◆ What is required ◆
Examine the material below and count the lines that hold the word "reporting". Report only the number.
[[ Material supplied open ]]
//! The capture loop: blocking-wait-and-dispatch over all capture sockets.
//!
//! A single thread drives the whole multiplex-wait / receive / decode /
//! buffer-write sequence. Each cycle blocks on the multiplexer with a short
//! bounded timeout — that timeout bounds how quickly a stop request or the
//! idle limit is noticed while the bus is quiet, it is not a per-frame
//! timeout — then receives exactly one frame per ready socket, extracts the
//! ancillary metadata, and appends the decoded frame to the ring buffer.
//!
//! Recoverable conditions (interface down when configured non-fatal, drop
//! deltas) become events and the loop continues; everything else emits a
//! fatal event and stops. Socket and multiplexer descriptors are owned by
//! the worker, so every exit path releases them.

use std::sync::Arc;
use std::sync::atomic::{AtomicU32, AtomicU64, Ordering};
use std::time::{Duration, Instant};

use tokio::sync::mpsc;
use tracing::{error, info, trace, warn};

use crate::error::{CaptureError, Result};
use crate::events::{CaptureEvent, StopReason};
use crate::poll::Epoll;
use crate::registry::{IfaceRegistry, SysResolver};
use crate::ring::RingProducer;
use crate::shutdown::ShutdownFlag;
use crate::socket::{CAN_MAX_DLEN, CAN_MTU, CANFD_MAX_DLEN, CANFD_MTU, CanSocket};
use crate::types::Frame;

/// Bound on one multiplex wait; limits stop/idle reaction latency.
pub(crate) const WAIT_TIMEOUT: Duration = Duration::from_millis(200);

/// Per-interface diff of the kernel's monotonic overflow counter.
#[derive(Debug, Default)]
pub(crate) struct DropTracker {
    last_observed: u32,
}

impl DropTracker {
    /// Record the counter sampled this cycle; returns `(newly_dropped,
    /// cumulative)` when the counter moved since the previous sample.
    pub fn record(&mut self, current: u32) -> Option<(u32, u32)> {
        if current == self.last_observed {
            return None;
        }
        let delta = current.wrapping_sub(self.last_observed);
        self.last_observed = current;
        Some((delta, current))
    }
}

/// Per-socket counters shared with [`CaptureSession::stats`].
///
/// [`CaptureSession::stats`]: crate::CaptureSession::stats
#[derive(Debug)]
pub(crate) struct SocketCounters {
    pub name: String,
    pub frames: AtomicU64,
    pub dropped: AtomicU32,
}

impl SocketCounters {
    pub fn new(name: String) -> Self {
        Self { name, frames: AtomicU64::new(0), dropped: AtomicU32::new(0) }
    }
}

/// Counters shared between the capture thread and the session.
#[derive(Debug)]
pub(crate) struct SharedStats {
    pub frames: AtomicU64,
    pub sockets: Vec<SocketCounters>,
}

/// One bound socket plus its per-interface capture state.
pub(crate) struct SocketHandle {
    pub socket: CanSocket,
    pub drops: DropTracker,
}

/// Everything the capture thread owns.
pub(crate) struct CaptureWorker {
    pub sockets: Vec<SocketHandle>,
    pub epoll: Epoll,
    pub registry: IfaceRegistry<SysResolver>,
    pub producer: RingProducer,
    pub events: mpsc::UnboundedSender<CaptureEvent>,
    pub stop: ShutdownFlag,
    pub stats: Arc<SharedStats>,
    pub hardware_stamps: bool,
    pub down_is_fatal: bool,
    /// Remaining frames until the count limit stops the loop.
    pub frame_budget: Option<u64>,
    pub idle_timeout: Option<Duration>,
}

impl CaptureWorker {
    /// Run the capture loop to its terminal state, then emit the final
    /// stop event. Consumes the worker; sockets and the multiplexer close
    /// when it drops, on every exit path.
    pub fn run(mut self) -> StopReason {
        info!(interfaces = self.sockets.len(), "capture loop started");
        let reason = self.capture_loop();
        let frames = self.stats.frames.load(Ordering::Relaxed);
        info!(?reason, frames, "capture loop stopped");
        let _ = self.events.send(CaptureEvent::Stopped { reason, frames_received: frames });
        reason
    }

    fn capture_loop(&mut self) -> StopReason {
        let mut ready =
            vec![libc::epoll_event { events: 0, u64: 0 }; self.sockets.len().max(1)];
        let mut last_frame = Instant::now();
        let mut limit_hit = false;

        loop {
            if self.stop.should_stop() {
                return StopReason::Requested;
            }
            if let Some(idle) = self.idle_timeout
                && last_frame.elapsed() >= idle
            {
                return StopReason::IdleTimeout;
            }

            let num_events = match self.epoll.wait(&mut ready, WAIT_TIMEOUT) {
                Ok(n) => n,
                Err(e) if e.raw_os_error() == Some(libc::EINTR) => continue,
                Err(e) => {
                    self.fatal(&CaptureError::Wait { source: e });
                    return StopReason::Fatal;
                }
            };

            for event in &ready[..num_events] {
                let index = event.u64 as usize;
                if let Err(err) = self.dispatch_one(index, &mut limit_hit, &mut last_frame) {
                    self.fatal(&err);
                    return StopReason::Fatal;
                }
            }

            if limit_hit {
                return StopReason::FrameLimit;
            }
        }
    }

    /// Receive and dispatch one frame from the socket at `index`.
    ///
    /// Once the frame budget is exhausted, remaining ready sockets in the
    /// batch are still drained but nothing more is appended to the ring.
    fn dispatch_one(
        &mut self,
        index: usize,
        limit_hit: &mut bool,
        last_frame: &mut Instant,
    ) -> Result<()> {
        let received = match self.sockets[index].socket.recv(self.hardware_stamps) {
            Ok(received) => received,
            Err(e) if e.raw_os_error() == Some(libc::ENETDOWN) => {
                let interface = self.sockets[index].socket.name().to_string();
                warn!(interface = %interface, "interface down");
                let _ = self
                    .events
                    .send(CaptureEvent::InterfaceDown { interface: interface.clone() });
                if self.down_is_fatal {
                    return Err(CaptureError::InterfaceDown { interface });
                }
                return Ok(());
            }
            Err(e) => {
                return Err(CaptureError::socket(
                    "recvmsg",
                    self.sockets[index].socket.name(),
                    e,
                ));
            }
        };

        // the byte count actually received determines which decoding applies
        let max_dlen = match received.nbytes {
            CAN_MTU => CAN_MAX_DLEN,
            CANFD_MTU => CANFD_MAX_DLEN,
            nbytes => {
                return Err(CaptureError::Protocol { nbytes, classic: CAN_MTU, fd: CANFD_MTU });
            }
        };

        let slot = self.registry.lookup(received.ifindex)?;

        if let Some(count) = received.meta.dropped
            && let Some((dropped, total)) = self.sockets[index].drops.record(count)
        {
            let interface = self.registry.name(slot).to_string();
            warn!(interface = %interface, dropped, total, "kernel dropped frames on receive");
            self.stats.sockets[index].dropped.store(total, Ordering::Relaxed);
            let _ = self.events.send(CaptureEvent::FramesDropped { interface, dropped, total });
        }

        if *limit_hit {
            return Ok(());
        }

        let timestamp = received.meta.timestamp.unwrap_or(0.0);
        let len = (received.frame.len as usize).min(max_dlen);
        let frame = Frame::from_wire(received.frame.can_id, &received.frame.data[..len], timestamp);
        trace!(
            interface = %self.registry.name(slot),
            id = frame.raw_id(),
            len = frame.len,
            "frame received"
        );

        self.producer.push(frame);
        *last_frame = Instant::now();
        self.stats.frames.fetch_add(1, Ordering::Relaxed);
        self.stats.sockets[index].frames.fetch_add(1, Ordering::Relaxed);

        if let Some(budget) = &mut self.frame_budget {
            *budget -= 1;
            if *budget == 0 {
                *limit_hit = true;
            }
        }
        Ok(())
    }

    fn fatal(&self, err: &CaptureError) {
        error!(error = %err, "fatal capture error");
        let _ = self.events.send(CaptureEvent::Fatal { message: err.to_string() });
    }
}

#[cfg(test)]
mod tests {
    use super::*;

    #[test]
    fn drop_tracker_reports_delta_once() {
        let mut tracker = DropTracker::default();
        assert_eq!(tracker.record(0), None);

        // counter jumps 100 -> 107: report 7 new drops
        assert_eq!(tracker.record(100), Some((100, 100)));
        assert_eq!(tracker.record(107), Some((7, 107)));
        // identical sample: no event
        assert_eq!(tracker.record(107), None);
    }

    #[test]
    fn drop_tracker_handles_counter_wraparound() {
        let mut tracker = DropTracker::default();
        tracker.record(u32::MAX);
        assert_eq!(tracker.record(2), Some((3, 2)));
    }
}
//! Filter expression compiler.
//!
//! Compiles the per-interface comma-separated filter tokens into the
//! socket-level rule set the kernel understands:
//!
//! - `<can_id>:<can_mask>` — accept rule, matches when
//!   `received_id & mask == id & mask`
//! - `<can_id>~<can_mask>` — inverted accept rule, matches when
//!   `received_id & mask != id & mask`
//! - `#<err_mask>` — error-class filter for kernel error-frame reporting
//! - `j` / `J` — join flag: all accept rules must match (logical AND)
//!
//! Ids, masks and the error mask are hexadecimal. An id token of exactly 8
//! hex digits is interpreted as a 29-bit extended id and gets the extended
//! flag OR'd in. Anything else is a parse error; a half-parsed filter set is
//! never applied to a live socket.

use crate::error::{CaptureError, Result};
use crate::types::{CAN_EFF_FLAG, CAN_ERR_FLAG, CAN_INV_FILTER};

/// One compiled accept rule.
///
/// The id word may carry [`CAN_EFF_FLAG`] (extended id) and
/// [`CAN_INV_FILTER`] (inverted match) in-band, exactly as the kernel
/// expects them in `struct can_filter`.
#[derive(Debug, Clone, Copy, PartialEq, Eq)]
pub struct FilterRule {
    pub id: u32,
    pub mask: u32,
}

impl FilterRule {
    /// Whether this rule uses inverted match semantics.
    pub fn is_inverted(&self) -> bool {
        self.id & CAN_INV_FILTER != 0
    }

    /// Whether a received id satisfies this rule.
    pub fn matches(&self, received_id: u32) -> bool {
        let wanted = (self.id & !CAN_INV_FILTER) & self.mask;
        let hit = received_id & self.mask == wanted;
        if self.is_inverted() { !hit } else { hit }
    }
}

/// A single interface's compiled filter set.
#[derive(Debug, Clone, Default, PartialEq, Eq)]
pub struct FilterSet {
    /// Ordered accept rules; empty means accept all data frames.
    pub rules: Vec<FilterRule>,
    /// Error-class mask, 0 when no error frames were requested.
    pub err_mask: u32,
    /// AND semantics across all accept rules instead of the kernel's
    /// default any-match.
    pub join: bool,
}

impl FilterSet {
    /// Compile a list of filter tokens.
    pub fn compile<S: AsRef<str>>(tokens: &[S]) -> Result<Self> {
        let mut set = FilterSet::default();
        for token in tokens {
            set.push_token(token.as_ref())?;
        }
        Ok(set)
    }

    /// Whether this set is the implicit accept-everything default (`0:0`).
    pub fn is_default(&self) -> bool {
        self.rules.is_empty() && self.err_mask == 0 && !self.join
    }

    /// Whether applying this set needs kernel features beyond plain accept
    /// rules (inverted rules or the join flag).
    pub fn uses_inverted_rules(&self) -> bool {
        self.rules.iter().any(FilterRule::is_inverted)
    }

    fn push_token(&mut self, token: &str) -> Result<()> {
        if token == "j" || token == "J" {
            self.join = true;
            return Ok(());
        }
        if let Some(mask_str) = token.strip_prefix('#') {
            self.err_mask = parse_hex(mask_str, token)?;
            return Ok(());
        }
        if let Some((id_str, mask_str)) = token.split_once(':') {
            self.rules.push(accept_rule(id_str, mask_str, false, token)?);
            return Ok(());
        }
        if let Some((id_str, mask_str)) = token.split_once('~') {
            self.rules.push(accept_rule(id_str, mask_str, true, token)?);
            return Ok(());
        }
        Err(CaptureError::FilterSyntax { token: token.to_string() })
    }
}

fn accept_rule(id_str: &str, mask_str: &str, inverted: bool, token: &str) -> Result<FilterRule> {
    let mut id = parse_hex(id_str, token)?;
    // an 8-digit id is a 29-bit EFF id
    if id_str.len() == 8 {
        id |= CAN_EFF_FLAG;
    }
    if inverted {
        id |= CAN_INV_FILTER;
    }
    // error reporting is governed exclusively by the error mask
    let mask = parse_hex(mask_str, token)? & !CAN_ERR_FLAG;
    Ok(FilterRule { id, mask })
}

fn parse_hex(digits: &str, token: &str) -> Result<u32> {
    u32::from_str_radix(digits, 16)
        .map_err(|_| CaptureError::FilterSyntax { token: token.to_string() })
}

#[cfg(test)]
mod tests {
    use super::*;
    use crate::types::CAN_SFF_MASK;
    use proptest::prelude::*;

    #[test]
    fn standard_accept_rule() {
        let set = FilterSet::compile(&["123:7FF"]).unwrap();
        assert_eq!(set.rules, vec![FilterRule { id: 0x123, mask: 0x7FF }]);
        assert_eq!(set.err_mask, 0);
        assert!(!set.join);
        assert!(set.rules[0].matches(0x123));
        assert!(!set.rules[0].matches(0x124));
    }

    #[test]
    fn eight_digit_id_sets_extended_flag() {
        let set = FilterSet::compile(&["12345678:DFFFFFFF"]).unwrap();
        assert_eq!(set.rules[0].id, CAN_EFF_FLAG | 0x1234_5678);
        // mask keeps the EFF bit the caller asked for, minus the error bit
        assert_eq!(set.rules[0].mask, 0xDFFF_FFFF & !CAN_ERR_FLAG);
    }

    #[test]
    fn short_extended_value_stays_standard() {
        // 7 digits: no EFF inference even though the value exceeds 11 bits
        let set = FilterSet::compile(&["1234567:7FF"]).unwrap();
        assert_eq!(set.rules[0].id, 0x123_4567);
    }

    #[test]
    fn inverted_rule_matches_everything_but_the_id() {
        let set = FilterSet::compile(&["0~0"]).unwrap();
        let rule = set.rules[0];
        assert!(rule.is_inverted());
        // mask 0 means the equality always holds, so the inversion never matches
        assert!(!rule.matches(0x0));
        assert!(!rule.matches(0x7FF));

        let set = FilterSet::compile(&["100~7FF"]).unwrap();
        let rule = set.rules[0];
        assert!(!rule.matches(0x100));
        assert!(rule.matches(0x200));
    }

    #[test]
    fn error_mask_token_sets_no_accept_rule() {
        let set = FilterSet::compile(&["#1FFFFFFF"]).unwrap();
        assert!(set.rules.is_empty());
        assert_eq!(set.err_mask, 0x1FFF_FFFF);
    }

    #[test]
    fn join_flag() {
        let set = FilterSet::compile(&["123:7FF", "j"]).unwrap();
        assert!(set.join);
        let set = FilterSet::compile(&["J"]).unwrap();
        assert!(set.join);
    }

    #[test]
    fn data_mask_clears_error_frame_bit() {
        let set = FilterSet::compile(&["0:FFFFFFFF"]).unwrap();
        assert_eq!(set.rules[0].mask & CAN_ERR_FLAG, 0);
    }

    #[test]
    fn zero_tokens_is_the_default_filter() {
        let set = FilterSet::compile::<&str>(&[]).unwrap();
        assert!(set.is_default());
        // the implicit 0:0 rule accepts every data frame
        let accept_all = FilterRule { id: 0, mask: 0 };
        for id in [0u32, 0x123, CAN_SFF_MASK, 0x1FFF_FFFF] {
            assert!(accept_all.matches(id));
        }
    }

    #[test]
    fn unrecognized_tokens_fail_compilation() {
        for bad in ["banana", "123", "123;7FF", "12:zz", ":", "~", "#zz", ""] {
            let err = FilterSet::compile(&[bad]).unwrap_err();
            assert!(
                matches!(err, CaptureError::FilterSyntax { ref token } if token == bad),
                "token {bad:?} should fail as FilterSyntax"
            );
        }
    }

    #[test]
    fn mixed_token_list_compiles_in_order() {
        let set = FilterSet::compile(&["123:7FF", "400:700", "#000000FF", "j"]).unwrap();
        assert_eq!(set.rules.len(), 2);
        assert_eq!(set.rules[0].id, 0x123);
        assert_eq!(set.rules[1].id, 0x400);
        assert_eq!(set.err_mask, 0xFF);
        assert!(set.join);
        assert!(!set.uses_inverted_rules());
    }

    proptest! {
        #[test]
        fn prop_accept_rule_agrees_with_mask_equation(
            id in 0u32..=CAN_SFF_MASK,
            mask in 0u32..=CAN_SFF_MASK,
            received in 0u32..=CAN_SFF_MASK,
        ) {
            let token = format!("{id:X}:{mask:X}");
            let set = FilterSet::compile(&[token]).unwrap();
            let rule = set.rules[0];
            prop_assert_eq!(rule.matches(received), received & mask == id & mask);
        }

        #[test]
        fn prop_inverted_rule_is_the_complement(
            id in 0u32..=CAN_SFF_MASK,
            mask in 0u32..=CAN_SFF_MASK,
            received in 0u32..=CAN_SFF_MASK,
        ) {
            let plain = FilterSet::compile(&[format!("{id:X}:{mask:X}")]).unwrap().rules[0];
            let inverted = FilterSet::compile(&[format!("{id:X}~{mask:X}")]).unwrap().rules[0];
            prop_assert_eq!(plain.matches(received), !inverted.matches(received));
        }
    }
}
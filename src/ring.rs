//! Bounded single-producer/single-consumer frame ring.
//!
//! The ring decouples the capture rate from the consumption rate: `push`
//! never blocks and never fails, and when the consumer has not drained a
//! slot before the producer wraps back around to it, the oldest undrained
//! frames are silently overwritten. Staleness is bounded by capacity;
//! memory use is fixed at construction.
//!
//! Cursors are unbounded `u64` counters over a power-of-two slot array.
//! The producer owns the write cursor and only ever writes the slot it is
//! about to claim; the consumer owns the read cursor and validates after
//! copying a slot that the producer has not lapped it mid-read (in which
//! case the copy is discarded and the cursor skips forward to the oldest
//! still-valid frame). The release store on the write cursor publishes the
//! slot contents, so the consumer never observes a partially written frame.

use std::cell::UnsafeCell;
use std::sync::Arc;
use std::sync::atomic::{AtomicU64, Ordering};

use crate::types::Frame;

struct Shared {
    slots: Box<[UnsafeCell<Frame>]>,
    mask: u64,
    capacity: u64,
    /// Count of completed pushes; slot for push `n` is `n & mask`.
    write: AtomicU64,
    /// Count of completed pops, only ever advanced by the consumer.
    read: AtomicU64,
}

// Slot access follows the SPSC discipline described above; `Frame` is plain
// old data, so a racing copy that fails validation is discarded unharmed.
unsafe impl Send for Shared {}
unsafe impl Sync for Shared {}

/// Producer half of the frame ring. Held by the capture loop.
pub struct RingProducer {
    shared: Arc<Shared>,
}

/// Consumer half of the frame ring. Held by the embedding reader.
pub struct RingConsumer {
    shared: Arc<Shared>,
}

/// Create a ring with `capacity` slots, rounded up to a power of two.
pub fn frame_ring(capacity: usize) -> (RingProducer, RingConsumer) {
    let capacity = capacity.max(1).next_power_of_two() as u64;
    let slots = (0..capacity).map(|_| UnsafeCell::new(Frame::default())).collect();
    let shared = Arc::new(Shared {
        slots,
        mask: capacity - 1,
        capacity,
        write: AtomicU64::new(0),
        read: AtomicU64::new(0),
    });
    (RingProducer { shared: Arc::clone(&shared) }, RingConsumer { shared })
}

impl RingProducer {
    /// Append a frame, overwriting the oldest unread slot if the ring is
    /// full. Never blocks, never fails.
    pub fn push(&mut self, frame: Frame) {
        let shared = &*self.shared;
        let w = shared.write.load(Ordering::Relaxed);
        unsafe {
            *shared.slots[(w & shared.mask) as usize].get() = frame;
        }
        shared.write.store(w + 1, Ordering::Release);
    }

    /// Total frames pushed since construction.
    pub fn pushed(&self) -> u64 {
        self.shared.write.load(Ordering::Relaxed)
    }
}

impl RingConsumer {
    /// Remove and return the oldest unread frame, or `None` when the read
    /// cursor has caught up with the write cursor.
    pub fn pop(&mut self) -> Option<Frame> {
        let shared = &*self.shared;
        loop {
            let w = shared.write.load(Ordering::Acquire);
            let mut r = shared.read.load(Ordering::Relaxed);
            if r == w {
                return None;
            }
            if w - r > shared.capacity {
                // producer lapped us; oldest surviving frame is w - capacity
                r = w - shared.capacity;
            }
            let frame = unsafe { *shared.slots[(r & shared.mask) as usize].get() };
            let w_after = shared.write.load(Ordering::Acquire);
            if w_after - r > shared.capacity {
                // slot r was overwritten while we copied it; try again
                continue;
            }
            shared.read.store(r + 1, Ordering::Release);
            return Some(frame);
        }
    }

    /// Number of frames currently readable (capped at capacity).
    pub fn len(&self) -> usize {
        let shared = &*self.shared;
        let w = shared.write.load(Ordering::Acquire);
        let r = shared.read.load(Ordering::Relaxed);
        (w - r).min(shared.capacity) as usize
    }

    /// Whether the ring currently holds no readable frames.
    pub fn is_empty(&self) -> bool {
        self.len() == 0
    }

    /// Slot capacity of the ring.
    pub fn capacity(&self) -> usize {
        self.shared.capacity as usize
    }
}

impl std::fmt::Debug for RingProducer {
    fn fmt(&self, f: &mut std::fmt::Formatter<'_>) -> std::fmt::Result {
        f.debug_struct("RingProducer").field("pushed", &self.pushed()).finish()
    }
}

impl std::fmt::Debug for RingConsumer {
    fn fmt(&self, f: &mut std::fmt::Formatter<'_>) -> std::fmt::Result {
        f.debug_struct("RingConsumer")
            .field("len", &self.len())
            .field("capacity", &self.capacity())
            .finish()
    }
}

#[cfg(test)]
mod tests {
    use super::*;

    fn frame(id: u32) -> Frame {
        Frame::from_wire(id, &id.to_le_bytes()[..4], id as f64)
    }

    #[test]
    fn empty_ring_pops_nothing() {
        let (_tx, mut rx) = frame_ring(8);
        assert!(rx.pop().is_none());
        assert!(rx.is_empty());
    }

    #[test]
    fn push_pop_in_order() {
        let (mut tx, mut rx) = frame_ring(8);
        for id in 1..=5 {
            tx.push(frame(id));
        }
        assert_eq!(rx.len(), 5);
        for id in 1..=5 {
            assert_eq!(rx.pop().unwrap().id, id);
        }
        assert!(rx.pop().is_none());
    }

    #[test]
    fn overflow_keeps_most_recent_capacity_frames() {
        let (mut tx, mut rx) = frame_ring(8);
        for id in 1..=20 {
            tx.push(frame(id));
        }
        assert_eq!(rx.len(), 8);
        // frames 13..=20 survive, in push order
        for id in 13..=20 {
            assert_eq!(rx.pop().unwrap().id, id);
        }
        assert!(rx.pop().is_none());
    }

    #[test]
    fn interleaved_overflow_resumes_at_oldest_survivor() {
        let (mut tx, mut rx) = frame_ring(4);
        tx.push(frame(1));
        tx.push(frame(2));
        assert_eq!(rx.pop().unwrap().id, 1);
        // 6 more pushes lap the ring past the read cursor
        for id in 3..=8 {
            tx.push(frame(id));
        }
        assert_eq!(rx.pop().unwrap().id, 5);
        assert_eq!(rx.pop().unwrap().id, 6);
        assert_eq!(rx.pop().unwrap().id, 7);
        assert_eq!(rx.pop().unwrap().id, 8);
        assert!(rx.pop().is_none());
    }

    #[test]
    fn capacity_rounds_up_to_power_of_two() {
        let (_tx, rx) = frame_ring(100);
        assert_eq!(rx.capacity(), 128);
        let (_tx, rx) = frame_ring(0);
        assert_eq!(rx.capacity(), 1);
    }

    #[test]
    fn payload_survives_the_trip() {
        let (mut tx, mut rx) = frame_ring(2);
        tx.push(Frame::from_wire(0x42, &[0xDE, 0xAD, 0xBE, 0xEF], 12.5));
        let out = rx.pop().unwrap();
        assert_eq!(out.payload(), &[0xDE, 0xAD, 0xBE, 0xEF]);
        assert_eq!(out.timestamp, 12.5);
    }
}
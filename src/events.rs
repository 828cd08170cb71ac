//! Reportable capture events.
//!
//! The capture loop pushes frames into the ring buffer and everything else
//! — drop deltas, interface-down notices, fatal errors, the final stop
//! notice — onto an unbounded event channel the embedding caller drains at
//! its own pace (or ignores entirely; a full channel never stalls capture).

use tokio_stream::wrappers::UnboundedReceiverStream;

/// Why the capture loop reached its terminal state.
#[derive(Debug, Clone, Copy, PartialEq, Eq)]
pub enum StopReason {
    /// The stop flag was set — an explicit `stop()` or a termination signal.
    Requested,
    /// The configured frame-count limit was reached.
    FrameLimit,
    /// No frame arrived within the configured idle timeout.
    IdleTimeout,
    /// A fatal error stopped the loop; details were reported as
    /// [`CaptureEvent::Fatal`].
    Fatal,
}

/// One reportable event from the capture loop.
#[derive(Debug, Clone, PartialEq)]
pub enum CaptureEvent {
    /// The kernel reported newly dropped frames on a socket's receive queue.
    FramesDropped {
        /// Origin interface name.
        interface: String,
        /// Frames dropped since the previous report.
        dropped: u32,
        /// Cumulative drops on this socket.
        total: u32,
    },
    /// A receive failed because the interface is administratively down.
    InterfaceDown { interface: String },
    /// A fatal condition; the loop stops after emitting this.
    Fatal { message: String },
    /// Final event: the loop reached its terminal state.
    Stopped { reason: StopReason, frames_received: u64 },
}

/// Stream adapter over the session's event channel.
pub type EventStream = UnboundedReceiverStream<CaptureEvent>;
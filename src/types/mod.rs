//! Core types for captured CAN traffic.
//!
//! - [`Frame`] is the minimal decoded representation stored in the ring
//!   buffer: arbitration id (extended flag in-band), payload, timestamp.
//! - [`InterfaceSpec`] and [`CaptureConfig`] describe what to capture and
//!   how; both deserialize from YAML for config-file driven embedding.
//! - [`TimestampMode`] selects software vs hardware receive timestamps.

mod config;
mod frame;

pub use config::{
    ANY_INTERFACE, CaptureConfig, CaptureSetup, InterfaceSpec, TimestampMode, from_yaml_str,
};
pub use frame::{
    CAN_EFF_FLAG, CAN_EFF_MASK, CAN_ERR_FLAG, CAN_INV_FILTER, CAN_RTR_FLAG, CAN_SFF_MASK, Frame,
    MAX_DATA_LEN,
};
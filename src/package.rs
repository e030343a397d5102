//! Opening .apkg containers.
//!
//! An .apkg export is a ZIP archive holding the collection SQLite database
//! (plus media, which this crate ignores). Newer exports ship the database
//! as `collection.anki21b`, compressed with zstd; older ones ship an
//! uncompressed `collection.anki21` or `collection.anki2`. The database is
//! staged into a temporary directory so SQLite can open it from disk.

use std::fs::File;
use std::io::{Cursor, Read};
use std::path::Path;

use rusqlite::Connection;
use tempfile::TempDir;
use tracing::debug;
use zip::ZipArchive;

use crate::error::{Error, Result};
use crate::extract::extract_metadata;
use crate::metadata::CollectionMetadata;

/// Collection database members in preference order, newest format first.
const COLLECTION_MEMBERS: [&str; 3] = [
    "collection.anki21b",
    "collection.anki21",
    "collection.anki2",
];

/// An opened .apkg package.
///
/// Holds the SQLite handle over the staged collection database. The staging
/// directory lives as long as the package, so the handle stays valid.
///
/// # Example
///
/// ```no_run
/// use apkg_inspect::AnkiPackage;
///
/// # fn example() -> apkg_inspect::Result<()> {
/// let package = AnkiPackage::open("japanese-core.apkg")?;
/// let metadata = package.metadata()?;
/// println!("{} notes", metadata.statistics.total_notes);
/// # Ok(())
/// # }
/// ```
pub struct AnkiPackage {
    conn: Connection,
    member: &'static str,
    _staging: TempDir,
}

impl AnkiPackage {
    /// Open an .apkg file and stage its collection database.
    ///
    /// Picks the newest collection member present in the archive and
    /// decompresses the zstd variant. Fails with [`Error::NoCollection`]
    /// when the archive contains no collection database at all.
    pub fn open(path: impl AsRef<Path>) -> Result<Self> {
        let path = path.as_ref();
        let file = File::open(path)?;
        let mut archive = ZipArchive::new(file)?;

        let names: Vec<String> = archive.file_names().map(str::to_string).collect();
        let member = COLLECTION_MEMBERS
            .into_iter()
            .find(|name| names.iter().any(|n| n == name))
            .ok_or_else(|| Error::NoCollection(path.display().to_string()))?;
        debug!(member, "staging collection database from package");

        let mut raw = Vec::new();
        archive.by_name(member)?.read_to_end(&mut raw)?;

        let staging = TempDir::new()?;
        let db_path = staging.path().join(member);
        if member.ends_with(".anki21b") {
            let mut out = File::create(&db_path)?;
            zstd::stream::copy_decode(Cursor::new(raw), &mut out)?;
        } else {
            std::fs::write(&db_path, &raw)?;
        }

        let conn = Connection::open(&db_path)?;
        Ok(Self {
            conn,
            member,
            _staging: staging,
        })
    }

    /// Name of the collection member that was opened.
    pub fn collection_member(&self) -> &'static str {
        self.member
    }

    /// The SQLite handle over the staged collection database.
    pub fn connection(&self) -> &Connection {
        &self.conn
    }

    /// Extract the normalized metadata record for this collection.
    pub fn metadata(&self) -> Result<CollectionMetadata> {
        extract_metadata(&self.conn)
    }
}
[[ Material supplied closed ]]
◆ Output ◆
2